I agree with your concern about aestheticising the perpetuation of debate, of conflict, of opposing positions – as though these were substantive ends in their own right, above and beyond other substantive endpoints. At the same time, I do think it’s very important to remain aware that not all debates have definitive conclusions that can be rationally determined at any given point in time – I may even personally lean toward the notion that most important debates at a given historical moment in fact do not have such conclusions, although I won’t assert this as a strong position – and I actually think that recognising when this might be the case can be a very important dimension of positioning argument as “a regrettable means”. Behaving as though all reasonable people would reach our personally preferred conclusion, when this is not in fact the case, undermines the orientation to truth just as strongly as aestheticising argument for its own sake. (As a side point – and I know we’ve had this discussion before – the insight I would personally draw from Habermas is not that consensus – understood as some sort of achievable static endpoint – is our goal, but that our awareness of the possibility for consensus represents a kind of counterfactual ideal: this counterfactual ideal is then useful for practice because, as long as we keep firmly in mind that we’ll never reach something like TRUTH as a static endpoint, it still lifts our game if we all behave in ways that are compatible with seeking this unattainable endpoint…)

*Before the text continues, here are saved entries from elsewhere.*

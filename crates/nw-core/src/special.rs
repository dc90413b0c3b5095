//! Special events: optional session-wide rule twists chosen at creation.

use serde::Serialize;

/// A session modifier rolled once when the session is created.
///
/// An active event hands out a throwable item to some participants; a
/// thrown item kills on a successful hit roll, independent of roles.
#[derive(Debug, Clone, Copy, PartialEq, Eq, Serialize)]
pub struct SpecialEvent {
    /// Event name shown in the session announcement and summary.
    pub name: &'static str,
    /// Name of the throwable item the event hands out.
    pub item: &'static str,
    /// Percent chance per participant to receive the item at the deal.
    pub grant_percent: u32,
    /// Percent chance that a thrown item kills its target.
    pub hit_percent: u32,
}

/// Catalog of known special events. Selection is uniform once the
/// session-creation roll decides an event happens at all.
pub const SPECIAL_EVENTS: &[SpecialEvent] = &[SpecialEvent {
    name: "Potato Festival",
    item: "potato",
    grant_percent: 20,
    hit_percent: 20,
}];

impl std::fmt::Display for SpecialEvent {
    fn fmt(&self, f: &mut std::fmt::Formatter<'_>) -> std::fmt::Result {
        write!(f, "{}", self.name)
    }
}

I have not yet read Berube’s book (yes, yes, I know… I should get to it… it’s been a hectic period…), but I understand the concerns you express in your analysis of the miscommunication that persists through Berube’s “teachable moment” discussion of his interaction with a conservative student. You argue that Berube has aligned the student with an intellectual tradition not actually expressed in the student’s own statements, and thus empowered the student (in your account, at the evident expense of the other students in the room), without actually enlightening the student any further about the rational bases (or lack thereof) for their own position. I understand your concern – without reading Berube myself, it’s difficult to know whether I would agree with your reading of the situation. But I did at least want to indicate that something like the strategy you describe – where Berube addresses himself to the broad intellectual tradition of which the student’s views are a “symptom”, so to speak – is something that I’ve found, in practice, can actually be a very good way of getting students from various political backgrounds to step back and gain some critical distance on their own positions – to recognise that more than just “common sense” is involved in constructing their views.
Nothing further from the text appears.